Pour l'instant, la situation reste opaque pour l'observateur occasionnel. Mais le message de fond est clair. Le boom de l'IA n'est plus limité par l'imagination humaine. Il est limité par le nombre de prises dans le mur. Cette réalité dictera quelles entreprises survivront aux cinq prochaines années et lesquelles feront faillite en essayant de garder les lumières allumées.

Prospective pratique pour le consommateur averti

En tant qu'utilisateur, vous devriez changer votre perspective sur ces outils. Ne considérez pas l'IA comme un service public permanent et gratuit comme une recherche web de base. Traitez-la plutôt comme une ressource premium. Observez vos habitudes numériques et remarquez quand un service commence à ralentir ou à offrir des réponses moins détaillées. Ce sont des signes de rationnement en arrière-plan.

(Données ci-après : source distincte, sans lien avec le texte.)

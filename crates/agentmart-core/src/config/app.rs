//! Server and CORS configuration.

use serde::{Deserialize, Serialize};

/// HTTP server configuration.
#[derive(Debug, Clone, Serialize, Deserialize)]
pub struct ServerConfig {
    /// Bind address.
    #[serde(default = "default_host")]
    pub host: String,
    /// Bind port.
    #[serde(default = "default_port")]
    pub port: u16,
    /// Graceful shutdown timeout in seconds.
    #[serde(default = "default_shutdown_grace")]
    pub shutdown_grace_seconds: u64,
    /// CORS configuration.
    #[serde(default)]
    pub cors: CorsConfig,
}

impl Default for ServerConfig {
    fn default() -> Self {
        Self {
            host: default_host(),
            port: default_port(),
            shutdown_grace_seconds: default_shutdown_grace(),
            cors: CorsConfig::default(),
        }
    }
}

/// CORS (Cross-Origin Resource Sharing) configuration.
#[derive(Debug, Clone, Serialize, Deserialize)]
pub struct CorsConfig {
    /// Allowed origins (use `["*"]` for development only).
    #[serde(default = "default_allowed_origins")]
    pub allowed_origins: Vec<String>,
    /// Allowed HTTP methods.
    #[serde(default = "default_allowed_methods")]
    pub allowed_methods: Vec<String>,
    /// Max age for preflight cache in seconds.
    #[serde(default = "default_max_age")]
    pub max_age_seconds: u64,
}

impl Default for CorsConfig {
    fn default() -> Self {
        Self {
            allowed_origins: default_allowed_origins(),
            allowed_methods: default_allowed_methods(),
            max_age_seconds: default_max_age(),
        }
    }
}

fn default_host() -> String {
    "0.0.0.0".to_string()
}

fn default_port() -> u16 {
    8080
}

fn default_shutdown_grace() -> u64 {
    30
}

fn default_allowed_origins() -> Vec<String> {
    vec!["*".to_string()]
}

fn default_allowed_methods() -> Vec<String> {
    vec![
        "GET".to_string(),
        "POST".to_string(),
        "PUT".to_string(),
        "OPTIONS".to_string(),
    ]
}

fn default_max_age() -> u64 {
    3600
}
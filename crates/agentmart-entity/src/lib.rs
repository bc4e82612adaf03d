//! # agentmart-entity
//!
//! Domain entity models for AgentMart. Every struct in this crate
//! represents a database table row or a domain value object. All entities
//! derive `Debug`, `Clone`, `Serialize`, `Deserialize`, and database
//! entities additionally derive `sqlx::FromRow`.

pub mod audit;
pub mod listing;
pub mod user;
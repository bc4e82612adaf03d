//! # agentmart-service
//!
//! Business logic for AgentMart. The [`ReviewWorkflow`] owns every listing
//! lifecycle transition; the services around it add authorization,
//! configuration-driven checks, and read-side queries.
//!
//! Services follow constructor injection: all dependencies are provided
//! at construction time via `Arc` references.

pub mod consistency;
pub mod context;
pub mod listing;
pub mod notify;
pub mod review;
pub mod slug;
pub mod workflow;

pub use consistency::{ConsistencyIssue, ConsistencyReport, ConsistencyService, IssueKind};
pub use context::RequestContext;
pub use listing::{Lineage, ListingService};
pub use notify::{AuditNotifier, NotifierSet, TracingNotifier, TransitionNotifier};
pub use review::ReviewService;
pub use slug::SlugResolver;
pub use workflow::{ReviewError, ReviewWorkflow};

Appréciez la mécanique industrielle invisible qui fait fonctionner votre smartphone. Chaque fois que vous générez une image ou posez une question complexe, un serveur dans un centre de données à des milliers de kilomètres consomme une quantité mesurable d'eau et d'électricité. Si vous dépendez de ces outils pour votre travail, envisagez de diversifier. Ne placez pas toutes vos données ou flux de travail dans un seul modèle. Comme Meta l'a découvert, même les plus grands acteurs peuvent perdre l'accès lorsque le réseau devient tendu. Passer à un modèle local à petite échelle pour les tâches de base peut vous épargner la volatilité du marché des jetons basé sur le cloud.

Sources : Financial Times, Meta Investor Relations, Google Cloud Infrastructure Reports, SpaceX/xAI Commercial Agreements.